Sixteen days after Russia invaded Ukraine, life in the capital is far from ordinary. Kyiv is a city under siege. Half of its inhabitants have left. Russian tanks and armoured vehicles are edging ever closer from the north and west, with some units just nine miles away. There are sandbags and tank traps.
And yet there were tentative signs on Friday that those who remained were seeking to return to a kind of normality, even as war raged around them. In a Facebook post, Ukraine’s defence minister, Oleksii Reznikov, said it was time for the country’s economy to restart. Those displaced by Russian bombing should try to find jobs, he boldly suggested.
Over in Observatorna Street in central Kyiv, a 15-minute walk from the landmark St Sophia’s Cathedral, a group of Kyiv hipsters were heeding the minister’s call. City hairdressers had staged a muted reopening. There were few customers for now. The street outside was mostly deserted. And you needed an appointment.
“We only take people through word of mouth at the moment,” said Yulia Stets, the salon’s lead stylist and director.
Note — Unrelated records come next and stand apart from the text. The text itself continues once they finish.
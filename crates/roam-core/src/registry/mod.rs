//! In-memory region registry with durable JSON backing.
//!
//! The map held here is the authoritative state; every mutation is followed
//! by a write-through `persist` and a failed write only logs (the engine
//! keeps serving from memory).

pub mod types;

use crate::geo::{GeoBounds, GeoPoint};
use crate::store::{KvStore, REGIONS_KEY};
use std::collections::HashMap;

pub use types::{OfflineRegion, RegionRequest, RegionStatus};

/// All known regions, keyed by region id.
#[derive(Debug, Default)]
pub struct RegionRegistry {
    regions: HashMap<String, OfflineRegion>,
}

impl RegionRegistry {
    /// Load the persisted registry. Absent or corrupt data yields an empty
    /// registry.
    pub async fn load(kv: &KvStore) -> Self {
        let records: Vec<OfflineRegion> = kv.get(REGIONS_KEY).await.unwrap_or_default();
        let regions = records.into_iter().map(|r| (r.id.clone(), r)).collect();
        RegionRegistry { regions }
    }

    /// Write the full record set back, sorted by id for a stable on-disk
    /// shape.
    pub async fn persist(&self, kv: &KvStore) {
        let mut records: Vec<&OfflineRegion> = self.regions.values().collect();
        records.sort_by(|a, b| a.id.cmp(&b.id));
        kv.put(REGIONS_KEY, &records).await;
    }

    pub fn get(&self, id: &str) -> Option<&OfflineRegion> {
        self.regions.get(id)
    }

    pub fn get_mut(&mut self, id: &str) -> Option<&mut OfflineRegion> {
        self.regions.get_mut(id)
    }

    pub fn insert(&mut self, region: OfflineRegion) {
        self.regions.insert(region.id.clone(), region);
    }

    pub fn remove(&mut self, id: &str) -> Option<OfflineRegion> {
        self.regions.remove(id)
    }

    pub fn ids(&self) -> Vec<String> {
        let mut ids: Vec<String> = self.regions.keys().cloned().collect();
        ids.sort();
        ids
    }

    /// Snapshot of every record, sorted by id.
    pub fn list(&self) -> Vec<OfflineRegion> {
        let mut records: Vec<OfflineRegion> = self.regions.values().cloned().collect();
        records.sort_by(|a, b| a.id.cmp(&b.id));
        records
    }

    pub fn iter(&self) -> impl Iterator<Item = &OfflineRegion> {
        self.regions.values()
    }

    /// True when some fully downloaded region contains the point. Regions
    /// still downloading, outdated, or errored do not count as coverage.
    pub fn point_covered(&self, point: &GeoPoint) -> bool {
        self.regions
            .values()
            .any(|r| r.status == RegionStatus::Available && r.bounds.contains_point(point))
    }

    /// True when some fully downloaded region contains the whole box.
    pub fn bounds_covered(&self, bounds: &GeoBounds) -> bool {
        self.regions
            .values()
            .any(|r| r.status == RegionStatus::Available && r.bounds.contains(bounds))
    }
}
The business opened in October, soon after the Russian president, Vladimir Putin, began amassing troops on Ukraine’s borders. The salon slotted right into Kyiv’s burgeoning youth scene, so hip that it was widely referred to as the “new Berlin”.
Stets said she returned to work two days ago. So far they had cut the hair of seven people. Most of the staff have exited Kyiv but there were so many hairdressers without work that Stets proposed the salon become a cooperative. “We’re not getting paid,” she said. “Our last salary is all we have. People have to find a way to start working again.”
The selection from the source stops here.